- _Task to carry out_
Go through the material and pull out every line with the string "first" in it.

- _Material provided_

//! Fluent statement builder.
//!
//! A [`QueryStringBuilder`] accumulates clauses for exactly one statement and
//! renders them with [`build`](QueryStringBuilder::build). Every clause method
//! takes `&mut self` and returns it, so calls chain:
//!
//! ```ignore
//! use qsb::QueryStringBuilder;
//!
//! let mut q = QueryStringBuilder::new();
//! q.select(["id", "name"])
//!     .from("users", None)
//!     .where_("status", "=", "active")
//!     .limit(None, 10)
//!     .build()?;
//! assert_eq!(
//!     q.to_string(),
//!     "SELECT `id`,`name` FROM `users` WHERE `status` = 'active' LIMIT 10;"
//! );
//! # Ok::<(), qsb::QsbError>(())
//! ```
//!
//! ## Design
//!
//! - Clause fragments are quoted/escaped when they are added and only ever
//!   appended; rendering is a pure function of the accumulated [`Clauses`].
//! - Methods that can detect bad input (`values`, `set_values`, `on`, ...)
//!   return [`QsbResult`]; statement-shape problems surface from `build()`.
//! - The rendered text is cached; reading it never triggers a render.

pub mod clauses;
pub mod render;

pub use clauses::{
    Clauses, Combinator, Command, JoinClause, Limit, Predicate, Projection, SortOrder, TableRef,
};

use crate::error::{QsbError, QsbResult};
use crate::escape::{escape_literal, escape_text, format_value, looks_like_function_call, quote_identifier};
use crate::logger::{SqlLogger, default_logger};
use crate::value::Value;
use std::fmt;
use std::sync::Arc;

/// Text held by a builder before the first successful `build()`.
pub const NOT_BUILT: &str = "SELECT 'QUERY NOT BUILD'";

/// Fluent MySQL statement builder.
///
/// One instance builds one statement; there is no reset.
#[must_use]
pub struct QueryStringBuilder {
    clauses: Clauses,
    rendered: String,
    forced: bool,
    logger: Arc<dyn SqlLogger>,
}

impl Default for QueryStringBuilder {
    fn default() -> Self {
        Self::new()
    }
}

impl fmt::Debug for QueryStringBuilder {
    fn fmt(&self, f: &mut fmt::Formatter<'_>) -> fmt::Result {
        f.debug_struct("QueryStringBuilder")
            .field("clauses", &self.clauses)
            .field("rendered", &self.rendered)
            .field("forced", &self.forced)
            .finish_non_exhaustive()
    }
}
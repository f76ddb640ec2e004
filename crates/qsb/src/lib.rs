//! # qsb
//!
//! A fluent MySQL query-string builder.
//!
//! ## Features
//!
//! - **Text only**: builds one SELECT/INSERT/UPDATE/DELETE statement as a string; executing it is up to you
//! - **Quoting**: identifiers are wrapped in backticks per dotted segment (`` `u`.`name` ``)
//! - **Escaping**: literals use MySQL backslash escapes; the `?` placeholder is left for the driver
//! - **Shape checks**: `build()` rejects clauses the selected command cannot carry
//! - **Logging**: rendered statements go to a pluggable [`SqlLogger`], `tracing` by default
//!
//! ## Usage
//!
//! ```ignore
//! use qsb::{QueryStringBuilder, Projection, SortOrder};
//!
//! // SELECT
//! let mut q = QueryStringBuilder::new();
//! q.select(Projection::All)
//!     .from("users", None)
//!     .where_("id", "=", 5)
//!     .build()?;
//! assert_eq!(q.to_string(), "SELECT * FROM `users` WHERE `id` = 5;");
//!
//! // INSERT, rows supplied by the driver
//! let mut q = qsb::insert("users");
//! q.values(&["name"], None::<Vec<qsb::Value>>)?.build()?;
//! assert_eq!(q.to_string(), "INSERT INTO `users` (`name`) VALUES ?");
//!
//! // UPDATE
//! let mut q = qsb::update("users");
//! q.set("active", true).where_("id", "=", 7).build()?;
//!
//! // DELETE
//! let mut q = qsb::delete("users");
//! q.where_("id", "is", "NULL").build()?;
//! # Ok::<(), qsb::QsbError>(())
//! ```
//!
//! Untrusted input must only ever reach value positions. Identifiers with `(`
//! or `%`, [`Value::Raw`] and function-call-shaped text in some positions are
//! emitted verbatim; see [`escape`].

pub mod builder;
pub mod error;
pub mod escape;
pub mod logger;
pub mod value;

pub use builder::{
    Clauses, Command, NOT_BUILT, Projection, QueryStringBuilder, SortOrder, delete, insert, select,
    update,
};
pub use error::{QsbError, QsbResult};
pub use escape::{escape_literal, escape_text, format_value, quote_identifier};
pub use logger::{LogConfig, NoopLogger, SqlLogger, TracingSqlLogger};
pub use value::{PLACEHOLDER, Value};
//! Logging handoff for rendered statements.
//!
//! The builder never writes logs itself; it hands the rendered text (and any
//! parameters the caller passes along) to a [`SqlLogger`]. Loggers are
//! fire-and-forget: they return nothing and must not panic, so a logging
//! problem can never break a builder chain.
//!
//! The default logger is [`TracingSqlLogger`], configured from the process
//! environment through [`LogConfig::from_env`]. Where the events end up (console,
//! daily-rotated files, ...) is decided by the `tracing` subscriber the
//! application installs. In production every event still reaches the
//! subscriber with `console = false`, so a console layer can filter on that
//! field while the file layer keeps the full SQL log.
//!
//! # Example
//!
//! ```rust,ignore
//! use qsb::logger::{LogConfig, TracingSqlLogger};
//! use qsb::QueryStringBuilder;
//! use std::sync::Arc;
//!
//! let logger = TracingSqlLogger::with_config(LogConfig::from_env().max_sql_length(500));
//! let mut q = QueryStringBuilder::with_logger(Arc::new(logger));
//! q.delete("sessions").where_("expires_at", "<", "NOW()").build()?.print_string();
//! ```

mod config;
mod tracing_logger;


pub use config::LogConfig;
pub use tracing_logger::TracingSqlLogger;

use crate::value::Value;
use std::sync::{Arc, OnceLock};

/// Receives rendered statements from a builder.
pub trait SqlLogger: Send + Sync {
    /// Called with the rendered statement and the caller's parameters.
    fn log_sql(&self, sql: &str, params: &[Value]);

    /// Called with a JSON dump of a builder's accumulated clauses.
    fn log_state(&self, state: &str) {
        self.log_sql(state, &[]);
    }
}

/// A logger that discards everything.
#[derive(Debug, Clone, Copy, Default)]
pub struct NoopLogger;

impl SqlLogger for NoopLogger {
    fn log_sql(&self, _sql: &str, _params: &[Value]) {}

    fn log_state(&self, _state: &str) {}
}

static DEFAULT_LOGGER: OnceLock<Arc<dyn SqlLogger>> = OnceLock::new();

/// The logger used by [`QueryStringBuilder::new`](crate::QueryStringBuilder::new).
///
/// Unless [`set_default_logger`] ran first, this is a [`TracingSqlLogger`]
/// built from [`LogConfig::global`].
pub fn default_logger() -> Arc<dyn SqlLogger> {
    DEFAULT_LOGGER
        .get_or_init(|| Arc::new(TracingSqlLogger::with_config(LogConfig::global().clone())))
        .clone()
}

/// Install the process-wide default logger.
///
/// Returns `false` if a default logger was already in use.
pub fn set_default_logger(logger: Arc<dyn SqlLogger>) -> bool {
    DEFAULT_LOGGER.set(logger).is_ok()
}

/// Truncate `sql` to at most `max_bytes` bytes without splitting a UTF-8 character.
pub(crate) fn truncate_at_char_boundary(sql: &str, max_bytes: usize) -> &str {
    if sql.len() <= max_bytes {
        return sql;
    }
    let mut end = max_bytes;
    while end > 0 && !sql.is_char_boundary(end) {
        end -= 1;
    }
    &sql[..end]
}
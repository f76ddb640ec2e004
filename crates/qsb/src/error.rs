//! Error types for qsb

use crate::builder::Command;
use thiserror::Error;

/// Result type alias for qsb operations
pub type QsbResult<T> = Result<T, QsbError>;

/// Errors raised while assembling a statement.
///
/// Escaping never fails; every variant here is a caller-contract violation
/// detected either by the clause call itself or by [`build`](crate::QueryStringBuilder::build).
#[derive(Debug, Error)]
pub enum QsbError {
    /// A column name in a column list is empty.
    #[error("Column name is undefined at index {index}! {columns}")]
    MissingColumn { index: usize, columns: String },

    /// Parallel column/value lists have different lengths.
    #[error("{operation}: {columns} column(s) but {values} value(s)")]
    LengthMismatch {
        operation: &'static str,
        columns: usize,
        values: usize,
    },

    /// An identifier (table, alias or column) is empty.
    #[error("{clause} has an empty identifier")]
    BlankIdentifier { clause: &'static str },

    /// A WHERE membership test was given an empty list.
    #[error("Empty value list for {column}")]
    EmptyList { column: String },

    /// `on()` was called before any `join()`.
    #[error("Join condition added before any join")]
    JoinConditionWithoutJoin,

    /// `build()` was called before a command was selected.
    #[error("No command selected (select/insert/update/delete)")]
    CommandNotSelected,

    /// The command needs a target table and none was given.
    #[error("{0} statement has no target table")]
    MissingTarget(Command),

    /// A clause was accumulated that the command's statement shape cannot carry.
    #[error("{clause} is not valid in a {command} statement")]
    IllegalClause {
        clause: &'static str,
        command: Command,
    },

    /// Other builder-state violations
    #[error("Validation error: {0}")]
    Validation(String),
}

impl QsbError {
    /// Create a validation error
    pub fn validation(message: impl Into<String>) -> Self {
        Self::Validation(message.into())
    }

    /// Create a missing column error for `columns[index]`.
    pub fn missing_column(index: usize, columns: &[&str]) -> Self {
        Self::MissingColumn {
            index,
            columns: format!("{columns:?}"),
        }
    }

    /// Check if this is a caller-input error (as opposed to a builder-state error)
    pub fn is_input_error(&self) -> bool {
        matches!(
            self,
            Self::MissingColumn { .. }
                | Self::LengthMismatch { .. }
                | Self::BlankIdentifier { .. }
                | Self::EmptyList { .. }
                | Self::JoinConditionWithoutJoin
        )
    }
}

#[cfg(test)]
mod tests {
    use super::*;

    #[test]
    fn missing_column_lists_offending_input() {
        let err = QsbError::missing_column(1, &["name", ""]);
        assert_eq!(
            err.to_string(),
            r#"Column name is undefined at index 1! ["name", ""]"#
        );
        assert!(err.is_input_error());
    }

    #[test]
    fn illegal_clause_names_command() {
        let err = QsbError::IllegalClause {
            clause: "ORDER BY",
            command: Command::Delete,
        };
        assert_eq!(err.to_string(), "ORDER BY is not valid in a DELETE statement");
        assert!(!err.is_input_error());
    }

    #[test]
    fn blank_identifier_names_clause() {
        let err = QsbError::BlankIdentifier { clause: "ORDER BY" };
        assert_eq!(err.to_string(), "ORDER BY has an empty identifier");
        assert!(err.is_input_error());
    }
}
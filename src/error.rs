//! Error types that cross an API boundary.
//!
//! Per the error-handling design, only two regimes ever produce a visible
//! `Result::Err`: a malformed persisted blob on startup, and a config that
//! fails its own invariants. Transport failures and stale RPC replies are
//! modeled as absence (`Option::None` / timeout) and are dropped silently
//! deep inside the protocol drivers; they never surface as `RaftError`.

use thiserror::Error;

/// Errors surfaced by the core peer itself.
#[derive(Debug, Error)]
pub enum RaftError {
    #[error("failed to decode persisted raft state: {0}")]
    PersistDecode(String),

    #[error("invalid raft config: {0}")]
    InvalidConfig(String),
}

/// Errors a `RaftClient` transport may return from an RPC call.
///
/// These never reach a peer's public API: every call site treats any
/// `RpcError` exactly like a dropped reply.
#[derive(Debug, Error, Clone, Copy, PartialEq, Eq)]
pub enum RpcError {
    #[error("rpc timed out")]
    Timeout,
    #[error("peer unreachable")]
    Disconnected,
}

- _Exercise result_
/// Text held by a builder before the first successful `build()`.
/// Unless [`set_default_logger`] ran first, this is a [`TracingSqlLogger`]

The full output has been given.